From a pathophysiological perspective, our findings support the concept that endometriosis induces systemic alterations in oxidative stress and cellular stress response pathways [
6,
8,
9]. The elevation of both AGEs and SESN2 suggests an imbalance between oxidative damage and compensatory protective mechanisms. AGEs represent accumulated oxidative damage to biomolecules [
9,
10], while SESN2 reflects the cellular attempt to counteract such damage [
18,
20]. This dual elevation indicates that despite upregulation of protective stress response proteins like SESN2, oxidative damage still results in the form of elevated serum AGE levels. Whether SESN2 elevation represents an adequate or insufficient compensatory response remains to be determined. Studies in cancer biology have shown that while SESN2 can have tumor-suppressive effects, it can also promote cell survival under stress, potentially contributing to disease persistence [
22,
23]. In endometriosis, SESN2 might similarly have dual roles; protecting cells from oxidative damage while potentially facilitating survival of ectopic endometrial tissue.
Several limitations of our study should be acknowledged. First, while the sample size was sufficient for detecting the observed differences, it may have limited power to assess correlations in subgroup analyses. Larger-scale studies are needed to clarify whether biomarker levels are associated with specific disease phenotypes. Second, we measured total serum AGEs rather than specific AGE subtypes, which may have different biological activities and disease associations. In addition, ELISA-based AGE measurements are not fully standardized across manufacturers and may capture heterogeneous AGE epitopes, limiting comparability across studies. More broadly, “total AGEs” represents a chemically diverse class rather than a single molecular species, which reduces molecular specificity and complicates mechanistic interpretation.
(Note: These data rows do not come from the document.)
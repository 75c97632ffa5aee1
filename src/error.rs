//! Error types shared by the cache and its fetch capabilities

use thiserror::Error;

/// Errors a fetch capability can report back to the cache
///
/// `Clone` so a single failure can be logged by the cache and still handed
/// back to the caller.
#[derive(Debug, Clone, PartialEq, Eq, Error)]
pub enum FetchError {
    /// The lookup ran but the upstream provider had no record for the key
    #[error("No upstream record found for '{0}'")]
    NotFoundUpstream(String),

    /// Network failure, rate limiting or a remote fault
    #[error("Upstream request failed: {0}")]
    Transient(String),
}

impl FetchError {
    /// Returns true if the upstream answered definitively that nothing exists
    pub fn is_not_found(&self) -> bool {
        matches!(self, FetchError::NotFoundUpstream(_))
    }
}

impl From<reqwest::Error> for FetchError {
    fn from(e: reqwest::Error) -> Self {
        FetchError::Transient(e.to_string())
    }
}

/// Errors raised by the on-disk store
///
/// These never reach callers of the facade: a corrupt record reads as a miss,
/// and a failed write is logged while the fetched payload is still returned.
#[derive(Debug, Error)]
pub enum StoreError {
    /// Reading or writing the cache directory failed
    #[error("Cache I/O error: {0}")]
    Io(#[from] std::io::Error),

    /// The stored record could not be parsed
    #[error("Corrupt cache record: {0}")]
    CorruptRecord(#[from] serde_json::Error),
}

#[cfg(test)]
mod tests {
    use super::*;

    #[test]
    fn test_fetch_error_display() {
        let err = FetchError::NotFoundUpstream("alice".to_string());
        assert_eq!(err.to_string(), "No upstream record found for 'alice'");

        let err = FetchError::Transient("429 Too Many Requests".to_string());
        assert!(err.to_string().contains("429"));
    }

    #[test]
    fn test_is_not_found() {
        assert!(FetchError::NotFoundUpstream("x".into()).is_not_found());
        assert!(!FetchError::Transient("x".into()).is_not_found());
    }

    #[test]
    fn test_store_error_from_io() {
        let io = std::io::Error::new(std::io::ErrorKind::PermissionDenied, "denied");
        let err: StoreError = io.into();
        assert!(matches!(err, StoreError::Io(_)));
        assert!(err.to_string().contains("denied"));
    }

    #[test]
    fn test_store_error_from_json() {
        let json_err = serde_json::from_str::<serde_json::Value>("{not json").unwrap_err();
        let err: StoreError = json_err.into();
        assert!(matches!(err, StoreError::CorruptRecord(_)));
    }
}
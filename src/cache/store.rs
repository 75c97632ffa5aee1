//! Durable one-record-per-key storage
//!
//! Each key is persisted as `<sanitized key>.json` holding an envelope of the
//! payload and the epoch-second timestamp it was fetched at. Writes go to a
//! temporary file first and are renamed into place, so a concurrent reader
//! sees either the old record or the new one, never a partial file.

use chrono::{DateTime, Utc};
use serde::{de::DeserializeOwned, Deserialize, Serialize};
use std::fs::{self, File};
use std::io::{ErrorKind, Write};
use std::path::{Path, PathBuf};
use std::sync::atomic::{AtomicU64, Ordering};

use super::key::sanitize_key;
use crate::error::StoreError;

/// Disambiguates temporary files written concurrently by this process
static TMP_COUNTER: AtomicU64 = AtomicU64::new(0);

/// On-disk form of a record
#[derive(Debug, Serialize, Deserialize)]
struct Envelope<T> {
    /// The cached payload
    data: T,
    /// When the payload was obtained
    #[serde(with = "chrono::serde::ts_seconds")]
    timestamp: DateTime<Utc>,
}

/// A record read back from the store
#[derive(Debug, Clone, PartialEq)]
pub struct CacheEntry<T> {
    /// The raw key the entry was requested under
    pub key: String,
    /// The cached payload
    pub payload: T,
    /// When the payload was obtained (not when it was last read)
    pub timestamp: DateTime<Utc>,
}

/// Reads and writes cache records in a single directory
///
/// Cloning is cheap; clones share the same directory.
#[derive(Debug, Clone)]
pub struct CacheStore {
    /// Directory where record files are stored
    cache_dir: PathBuf,
}

impl CacheStore {
    /// Creates a store rooted at `cache_dir`
    ///
    /// The directory is created lazily on the first write.
    pub fn new(cache_dir: impl Into<PathBuf>) -> Self {
        Self {
            cache_dir: cache_dir.into(),
        }
    }

    /// Returns the directory records are stored in
    pub fn dir(&self) -> &Path {
        &self.cache_dir
    }

    /// Returns the path of the record file for `key`
    pub fn record_path(&self, key: &str) -> PathBuf {
        self.cache_dir.join(format!("{}.json", sanitize_key(key)))
    }

    /// Reads the entry stored for `key`
    ///
    /// A missing, unreadable or malformed record all read as `None`, so the
    /// caller falls back to fetching and the next write replaces the bad file.
    pub fn get<T: DeserializeOwned>(&self, key: &str) -> Option<CacheEntry<T>> {
        match self.load(key) {
            Ok(entry) => entry,
            Err(e) => {
                tracing::debug!(key = %key, error = %e, "Ignoring unreadable cache record");
                None
            }
        }
    }

    /// Reads the entry for `key`, reporting why a present record was unusable
    pub fn load<T: DeserializeOwned>(&self, key: &str) -> Result<Option<CacheEntry<T>>, StoreError> {
        let content = match fs::read(self.record_path(key)) {
            Ok(content) => content,
            Err(e) if e.kind() == ErrorKind::NotFound => return Ok(None),
            Err(e) => return Err(e.into()),
        };
        let envelope: Envelope<T> = serde_json::from_slice(&content)?;

        Ok(Some(CacheEntry {
            key: key.to_string(),
            payload: envelope.data,
            timestamp: envelope.timestamp,
        }))
    }

    /// Persists `payload` for `key`, stamped with the current time
    ///
    /// Unconditionally replaces any previous record for the key.
    pub fn put<T: Serialize>(&self, key: &str, payload: &T) -> Result<(), StoreError> {
        self.put_with_timestamp(key, payload, Utc::now())
    }

    /// Persists `payload` for `key` with an explicit fetch time
    ///
    /// Useful for importing records fetched elsewhere, or for aging an entry
    /// in tests.
    pub fn put_with_timestamp<T: Serialize>(
        &self,
        key: &str,
        payload: &T,
        timestamp: DateTime<Utc>,
    ) -> Result<(), StoreError> {
        fs::create_dir_all(&self.cache_dir)?;

        let envelope = Envelope {
            data: payload,
            timestamp,
        };
        // A payload that cannot be encoded is a write failure, not a corrupt record
        let json = serde_json::to_vec_pretty(&envelope)
            .map_err(|e| std::io::Error::new(ErrorKind::InvalidData, e))?;

        let path = self.record_path(key);
        let tmp_path = self.tmp_path(key);
        if let Err(e) = write_and_rename(&tmp_path, &path, &json) {
            let _ = fs::remove_file(&tmp_path);
            return Err(e.into());
        }
        Ok(())
    }

    /// Returns a fresh temporary path next to the record for `key`
    ///
    /// Sanitized names never start with `.` or end in `.tmp`, so temporary
    /// files cannot be mistaken for records.
    fn tmp_path(&self, key: &str) -> PathBuf {
        let seq = TMP_COUNTER.fetch_add(1, Ordering::Relaxed);
        self.cache_dir.join(format!(
            ".{}.{}.{}.tmp",
            sanitize_key(key),
            std::process::id(),
            seq
        ))
    }
}

fn write_and_rename(tmp_path: &Path, path: &Path, bytes: &[u8]) -> std::io::Result<()> {
    let mut file = File::create(tmp_path)?;
    file.write_all(bytes)?;
    file.sync_all()?;
    drop(file);
    fs::rename(tmp_path, path)
}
Future studies should consider quantifying defined AGE adducts using more specific analytical approaches to improve biological interpretability and reproducibility. Third, we included only women with ovarian endometrioma, the most easily diagnosed form of endometriosis on ultrasound. Whether AGEs and SESN2 are similarly elevated in other forms of endometriosis (superficial peritoneal or deep infiltrating disease) requires investigation. For such a study design a laparoscopic visualisation and staging of disease would be required to clearly define disease stage and detect superficial endometriosis. Fourth, this was a cross-sectional study that cannot establish causality or temporal relationships. Longitudinal studies would be valuable to determine whether biomarker levels change with disease progression or treatment. Fifth, we excluded women with conditions known to affect AGE or SESN2 levels (diabetes, smoking, certain medications), which limits generalizability, but was necessary to isolate the effect of endometriosis. Real-world validation in more heterogeneous populations would be important. Seventh, while we attempted to exclude women with superficial endometriosis from controls by excluding those with pain symptoms, some minimal disease may have gone undetected, potentially leading to conservative estimates of group differences. Finally, we did not assess other oxidative stress markers or inflammatory cytokines that might provide additional context for interpreting AGEs and SESN2 elevations.
Despite these limitations, this study makes several important contributions. We provided the first evidence that both AGEs and SESN2 are elevated in endometriosis, extending observations from other gynecological conditions to this common disease. The elevation of these markers supports the importance of oxidative stress in endometriosis pathophysiology. The good diagnostic performance of SESN2 is particularly noteworthy, though whether this translates to clinical utility requires validation in independent cohorts and comparison with currently used diagnostic approaches. Most importantly, these findings highlight that endometriosis induces systemic metabolic and oxidative alterations that can be detected in peripheral blood, opening avenues for both mechanistic research and potential biomarker development.